[1] He aquí que para justicia reinará rey, y príncipes presidirán para juicio.
[2] Y será aquel varón como escondedero contra el viento, y como acogida contra el turbión, como riberas de aguas en tierra de sequedad, como sombra de gran peñasco en tierra calurosa.
[3] No se cegarán entonces los ojos de los que ven, y los oídos de los que oyen oirán.
[4] Y el corazón de los tontos entenderá para saber, y la lengua de los tartamudos será desenvuelta para hablar claramente.
[5] ¶ El mezquino nunca más será llamado liberal, ni será dicho largo el avariento.
[6] Porque el mezquino hablará mezquindades, y su corazón fabricará iniquidad para hacer la impiedad, y para hablar escarnio contra Jehová, dejando vacía el alma hambrienta, y quitando la bebida al sediento.
[7] Cierto el avaro malas medidas tiene: él maquina pensamientos para enredar a los simples con palabras cautelosas, y para hablar en juicio contra el pobre.
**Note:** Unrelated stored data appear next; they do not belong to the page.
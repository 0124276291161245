//! Integration tests for the configuration system

use super::test_utils::*;
use trellis::action::Standalone;
use trellis::composer::Composer;
use trellis::config::{ConfigLoader, TrellisConfig};
use trellis::error::RoutingError;
use trellis::factory::FactoryBox;
use tempfile::TempDir;

#[derive(Debug)]
struct NeedsNumber;

impl trellis::Factory for NeedsNumber {
    type Context = u8;
    type Unit = u8;

    fn build(&self, context: &u8) -> Result<u8, RoutingError> {
        Ok(*context)
    }
}

#[test]
fn test_loaded_config_drives_composer() {
    let temp_dir = TempDir::new().unwrap();
    let config_file = temp_dir.path().join("trellis.toml");
    std::fs::write(
        &config_file,
        r#"
[composition]
prepare_before_build = false
"#,
    )
    .unwrap();

    let config = ConfigLoader::load_from_file(&config_file).unwrap();
    let composer = Composer::new(config.composition);

    let log = new_log();
    let composition = composer
        .compose(vec![
            leaf("home", &log, Standalone),
            FactoryBox::boxed(NeedsNumber, Standalone),
        ])
        .unwrap();

    // Without the prepare pass the first unit is built before the mismatch surfaces
    let err = composition.run(&session("ada")).unwrap_err();
    assert!(matches!(err, RoutingError::ContextTypeMismatch { .. }));
    assert_eq!(entries(&log), vec!["build home"]);
}

#[test]
fn test_default_config_prepares_first() {
    let composer = Composer::new(TrellisConfig::default().composition);
    let log = new_log();
    let composition = composer
        .compose(vec![
            leaf("home", &log, Standalone),
            FactoryBox::boxed(NeedsNumber, Standalone),
        ])
        .unwrap();

    assert!(composition.run(&session("ada")).is_err());
    assert_eq!(entries(&log), vec!["prepare home"]);
}

#[test]
fn test_user_file_and_environment_layers() {
    let _guard = ENV_MUTEX.lock().unwrap_or_else(|e| e.into_inner());
    let temp_dir = TempDir::new().unwrap();
    let config_home = temp_dir.path().join("config");
    std::fs::create_dir_all(config_home.join("trellis")).unwrap();
    std::fs::write(
        config_home.join("trellis").join("config.toml"),
        "[composition]\nmax_top_level = 4\n\n[logging]\nlevel = \"warn\"\n",
    )
    .unwrap();

    let previous_config_home = std::env::var("XDG_CONFIG_HOME").ok();
    std::env::set_var("XDG_CONFIG_HOME", &config_home);
    std::env::set_var("TRELLIS_COMPOSITION__MAX_TOP_LEVEL", "2");

    let loaded = ConfigLoader::load();

    std::env::remove_var("TRELLIS_COMPOSITION__MAX_TOP_LEVEL");
    match previous_config_home {
        Some(value) => std::env::set_var("XDG_CONFIG_HOME", value),
        None => std::env::remove_var("XDG_CONFIG_HOME"),
    }

    let config: TrellisConfig = loaded.unwrap();
    assert_eq!(config.composition.max_top_level, Some(2));
    assert_eq!(config.logging.level, "warn");
    assert!(config.composition.prepare_before_build);
}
[8] Mas el liberal pensará liberalidades; y por liberalidades subirá.
[9] ¶ Mujeres reposadas, levantáos: oíd mi voz, confiadas, escuchád mi razón.
[10] Días y años tendréis espanto, o! confiadas; porque la vendimia faltará, y la cosecha no acudirá.
[11] Temblád, o! reposadas, turbáos, o! confiadas: despojáos, desnudáos, ceñíd los lomos.
[12] Sobre los pechos endecharán, sobre los campos deleitosos, sobre la vid fértil.
[13] Sobre la tierra de mi pueblo subirán espinas y cardos; y aun sobre todas las casas de placer en la ciudad de alegría.
[14] Porque los palacios serán desiertos, la multitud de la ciudad cesará: las torres y fortalezas se tornarán cuevas para siempre, donde huelguen asnos monteses, y ganados hagan majada:
[15] Hasta que sobre nosotros sea derramado espíritu de lo alto, y el desierto se torne campo labrado, y el campo labrado sea estimado por bosque.
[16] Y habitará el juicio en el desierto; y en el campo labrado asentará la justicia.
[17] Y el efecto de la justicia será paz, y la labor de justicia reposo, y seguridad para siempre.
[18] Y mi pueblo habitará en morada de paz, y en habitaciones de confianzas, y en refrigerios de reposo.
[19] Y el granizo, cuando descendiere, será en los montes; y la ciudad será asentada en lugar bajo.
[20] ¡O dichosos vosotros, los que sembráis sobre todas aguas, los que metéis pie de buey y de asno!